Garden SaladKeeping in mind my health history,  coupled with my addictions to both OVEReat and UNDERexercise, I am today committing (one day at a time) to make the following small (but I think important) changes in what I eat and how much I exercise. These changes are well within the guidelines of my Weight Watchers’ POINTS food plan and directions given me by various physical therapists over the years.

One day at a time, I commit to…

– Stop eating french fries and onion rings.   They have virtually NO nutritional value, regardless of the type of oil in which they are deep-fried. And I surely do NOT need the TON of SALT that fast food restaurants (especially McDonald’s) pour on their french fries!

– Start eating MORE green vegetables,

– Eat a garden salad three or more days per week.

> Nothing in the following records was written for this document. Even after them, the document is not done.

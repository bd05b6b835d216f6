//! The closed set of automation identity tags the engine can report.

use serde::{Deserialize, Serialize};
use std::fmt;
use std::str::FromStr;

/// Automation identities reportable by detectors and rules.
///
/// "No match" is expressed as `Option::<BotKind>::None` by every consumer,
/// never as a variant. Rule providers reference these tags by their exact
/// variant name (e.g. `"GenericAutomation"`).
#[derive(Debug, Clone, Copy, PartialEq, Eq, Hash, Serialize, Deserialize)]
pub enum BotKind {
    /// Headless rendering mode of a mainstream browser (HeadlessChrome et al.).
    HeadlessBrowser,
    /// Browser embedded in a desktop runtime (Electron, NW.js).
    EmbeddedRuntime,
    Selenium,
    Puppeteer,
    PuppeteerStealth,
    Pyppeteer,
    UndetectedDriver,
    Browserless,
    Awesomium,
    Cef,
    Phantom,
    DomAutomation,
    Sequentum,
    /// Automation is evident but no specific stack could be identified.
    GenericAutomation,
}

impl fmt::Display for BotKind {
    fn fmt(&self, f: &mut fmt::Formatter<'_>) -> fmt::Result {
        let name = match self {
            BotKind::HeadlessBrowser => "HeadlessBrowser",
            BotKind::EmbeddedRuntime => "EmbeddedRuntime",
            BotKind::Selenium => "Selenium",
            BotKind::Puppeteer => "Puppeteer",
            BotKind::PuppeteerStealth => "PuppeteerStealth",
            BotKind::Pyppeteer => "Pyppeteer",
            BotKind::UndetectedDriver => "UndetectedDriver",
            BotKind::Browserless => "Browserless",
            BotKind::Awesomium => "Awesomium",
            BotKind::Cef => "Cef",
            BotKind::Phantom => "Phantom",
            BotKind::DomAutomation => "DomAutomation",
            BotKind::Sequentum => "Sequentum",
            BotKind::GenericAutomation => "GenericAutomation",
        };
        write!(f, "{}", name)
    }
}

impl FromStr for BotKind {
    type Err = String;

    fn from_str(s: &str) -> std::result::Result<Self, Self::Err> {
        match s {
            "HeadlessBrowser" => Ok(BotKind::HeadlessBrowser),
            "EmbeddedRuntime" => Ok(BotKind::EmbeddedRuntime),
            "Selenium" => Ok(BotKind::Selenium),
            "Puppeteer" => Ok(BotKind::Puppeteer),
            "PuppeteerStealth" => Ok(BotKind::PuppeteerStealth),
            "Pyppeteer" => Ok(BotKind::Pyppeteer),
            "UndetectedDriver" => Ok(BotKind::UndetectedDriver),
            "Browserless" => Ok(BotKind::Browserless),
            "Awesomium" => Ok(BotKind::Awesomium),
            "Cef" => Ok(BotKind::Cef),
            "Phantom" => Ok(BotKind::Phantom),
            "DomAutomation" => Ok(BotKind::DomAutomation),
            "Sequentum" => Ok(BotKind::Sequentum),
            "GenericAutomation" => Ok(BotKind::GenericAutomation),
            other => Err(format!("unknown bot kind: '{}'", other)),
        }
    }
}
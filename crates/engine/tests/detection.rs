//! End-to-end detection scenarios: wire-shaped snapshots in, wire-shaped
//! results out.

use botvet_engine::{BotKind, Engine, EngineConfig, Snapshot};
use serde_json::json;

fn engine() -> Engine {
    Engine::new(EngineConfig::default()).expect("registry invariants hold")
}

/// Parse a snapshot from the external wire contract.
fn wire_snapshot(value: serde_json::Value) -> Snapshot {
    serde_json::from_value(value).expect("snapshot contract")
}

#[test]
fn headless_chrome_user_agent_is_reported() {
    let snapshot = wire_snapshot(json!({
        "userAgent": {"value": "Mozilla/5.0 HeadlessChrome/120.0", "state": "Success"},
        "languages": {"value": ["en-US", "en"], "state": "Success"}
    }));

    let result = engine().detect(&snapshot);
    assert!(result.is_bot);
    assert_eq!(result.bot_kind, Some(BotKind::HeadlessBrowser));
}

#[test]
fn webdriver_flag_with_unremarkable_user_agent_resolves_to_selenium() {
    let snapshot = wire_snapshot(json!({
        "userAgent": {"value": "Mozilla/5.0 (Windows NT 10.0; Windows) Chrome/120.0", "state": "Success"},
        "webDriver": {"value": true, "state": "Success"}
    }));

    let result = engine().detect(&snapshot);
    assert!(result.is_bot);
    assert_eq!(result.bot_kind, Some(BotKind::Selenium));
}

#[test]
fn simplified_provider_rule_matches_and_is_audited() {
    let engine = engine();
    let records = engine.rules().publish_payload(&json!([
        {"type": "userAgent", "pattern": "bot", "result": "GenericAutomation"}
    ]));
    assert_eq!(records.len(), 1);

    let snapshot = wire_snapshot(json!({
        "userAgent": {"value": "Mozilla/5.0 bot/1.0", "state": "Success"}
    }));
    let result = engine.detect(&snapshot);

    assert!(result.is_bot);
    assert_eq!(result.bot_kind, Some(BotKind::GenericAutomation));
    let outcome = &result.matched_rules[0];
    assert!(outcome.detected);
    assert_eq!(outcome.details.result, Some(BotKind::GenericAutomation));
    assert_eq!(
        outcome.details.parameters.get("userAgent"),
        Some(&json!("Mozilla/5.0 bot/1.0"))
    );
}

#[test]
fn all_signals_failed_with_empty_ruleset_is_human() {
    let snapshot = wire_snapshot(json!({
        "userAgent": {"state": "Failure"},
        "appVersion": {"state": "Failure"},
        "webDriver": {"state": "Failure"},
        "languages": {"state": "Failure"},
        "pluginsLength": {"state": "Failure"},
        "windowSize": {"state": "Failure"},
        "documentFocus": {"state": "Failure"},
        "errorTrace": {"state": "Failure"},
        "documentElementKeys": {"state": "Failure"},
        "functionBind": {"state": "Failure"},
        "distinctiveProps": {"state": "Failure"},
        "notificationPermission": {"state": "Failure"},
        "mimeTypesConsistent": {"state": "Failure"},
        "evalLength": {"state": "Failure"},
        "webGL": {"state": "Failure"},
        "windowExternal": {"state": "Failure"}
    }));

    let result = engine().detect(&snapshot);
    assert!(!result.is_bot);
    assert_eq!(result.bot_kind, None);
    assert!(result.matched_rules.is_empty());
    assert!(result.detector_outcomes.values().all(|o| !o.bot));
}

#[test]
fn malformed_record_does_not_disturb_detectors_or_other_rules() {
    let engine = engine();
    engine.rules().publish_payload(&json!([
        {"name": "broken", "parameters": [{"name": "userAgent"}], "conditions": "oops"},
        {"type": "userAgent", "pattern": "spider", "result": "GenericAutomation"}
    ]));

    let snapshot = wire_snapshot(json!({
        "userAgent": {"value": "Mozilla/5.0 spider HeadlessChrome/120.0", "state": "Success"}
    }));
    let result = engine.detect(&snapshot);

    // Only the well-formed rule survived ingestion.
    assert_eq!(result.matched_rules.len(), 1);
    assert!(result.matched_rules[0].detected);
    // Detectors ran regardless; the headless identity wins precedence.
    assert_eq!(result.bot_kind, Some(BotKind::HeadlessBrowser));
}

#[test]
fn structured_rule_with_multiple_conditions_uses_last_match() {
    let engine = engine();
    engine.rules().publish_payload(&json!([{
        "name": "stacked",
        "parameters": [{"name": "userAgent"}, {"name": "hardwareConcurrency"}],
        "conditions": [
            {"condition": "matches(userAgent, \"chrome\")", "result": "GenericAutomation"},
            {"condition": "hardwareConcurrency <= 2", "result": "PuppeteerStealth"}
        ]
    }]));

    let snapshot = wire_snapshot(json!({
        "userAgent": {"value": "Mozilla/5.0 (Windows) Chrome/120.0 Windows", "state": "Success"},
        "hardwareConcurrency": {"value": 2, "state": "Success"},
        "languages": {"value": ["en-US", "en"], "state": "Success"},
        "pluginsLength": {"value": 3, "state": "Success"}
    }));
    let result = engine.detect(&snapshot);

    assert!(result.is_bot);
    let outcome = &result.matched_rules[0];
    assert_eq!(outcome.details.result, Some(BotKind::PuppeteerStealth));
    assert_eq!(
        outcome.details.matched_condition.as_deref(),
        Some("hardwareConcurrency <= 2")
    );
}

#[test]
fn repeated_detection_serializes_byte_identically() {
    let engine = engine();
    engine.rules().publish_payload(&json!([
        {"type": "navigatorProperty", "property": "webDriver", "value": true,
         "result": "Selenium", "name": "wd"}
    ]));

    let snapshot = wire_snapshot(json!({
        "userAgent": {"value": "Mozilla/5.0 PhantomJS/2.1", "state": "Success"},
        "webDriver": {"value": true, "state": "Success"},
        "distinctiveProps": {"value": {"phantom": true}, "state": "Success"}
    }));

    let first = serde_json::to_string(&engine.detect(&snapshot)).unwrap();
    let second = serde_json::to_string(&engine.detect(&snapshot)).unwrap();
    assert_eq!(first, second);
}

#[test]
fn ruleset_refresh_is_a_full_replace() {
    let engine = engine();
    engine.rules().publish_payload(&json!([
        {"type": "userAgent", "pattern": "alpha", "result": "GenericAutomation"}
    ]));
    engine.rules().publish_payload(&json!([
        {"type": "userAgent", "pattern": "beta", "result": "GenericAutomation"}
    ]));

    let snapshot = wire_snapshot(json!({
        "userAgent": {"value": "Mozilla/5.0 alpha/1.0", "state": "Success"}
    }));
    let result = engine.detect(&snapshot);

    // The alpha rule is gone, not merged.
    assert!(!result.is_bot);
    assert_eq!(result.matched_rules.len(), 1);
    assert!(!result.matched_rules[0].detected);
}

#[test]
fn wire_output_shape_matches_the_published_contract() {
    let engine = engine();
    engine.rules().publish_payload(&json!([
        {"type": "userAgent", "pattern": "bot", "result": "GenericAutomation"}
    ]));

    let snapshot = wire_snapshot(json!({
        "userAgent": {"value": "Mozilla/5.0 bot/1.0", "state": "Success"}
    }));
    let wire = serde_json::to_value(engine.detect(&snapshot)).unwrap();

    assert_eq!(wire["isBot"], json!(true));
    assert_eq!(wire["botKind"], json!("GenericAutomation"));
    assert_eq!(wire["matchedRules"][0]["ruleName"], json!("rule_0"));
    assert_eq!(wire["matchedRules"][0]["detected"], json!(true));
    assert_eq!(
        wire["matchedRules"][0]["details"]["matchedCondition"],
        json!("matches(userAgent, \"bot\")")
    );
    assert!(wire["detectorOutcomes"]["user_agent"]["bot"].is_boolean());
}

– Start eating/drinking MORE Vitamin C-rich fruits.

– DO physical exercise for at least 15 minutes each day, every day, NO MATTER WHAT!

– Eat fish and white meat MORE often, while eating LESS red meat.

Am I “excited” about making any of these changes? NO WAY!!! I’m just being honest (”Nothing ever changes until it becomes what it is.”) AND am seeking God’s grace to make these changes.

“God grant me the serenity to accept things I cannont change…the courage to change the things I can…and the wisdom to know the difference — even when I do NOT feel like doing these things. In Jesus’ name. Amen!”

And what if I don’t PERFECTLY adhere to my commitment? Then I have another prayer, known as The Serenity Prayer - Part 2, to pray:

“God, grant me patience with the changes that take time, an appreciation for all that I have, a tolerance for those with different struggles and the strength to get up and try again . . . One Day At A Time. In Jesus’ name. Amen!”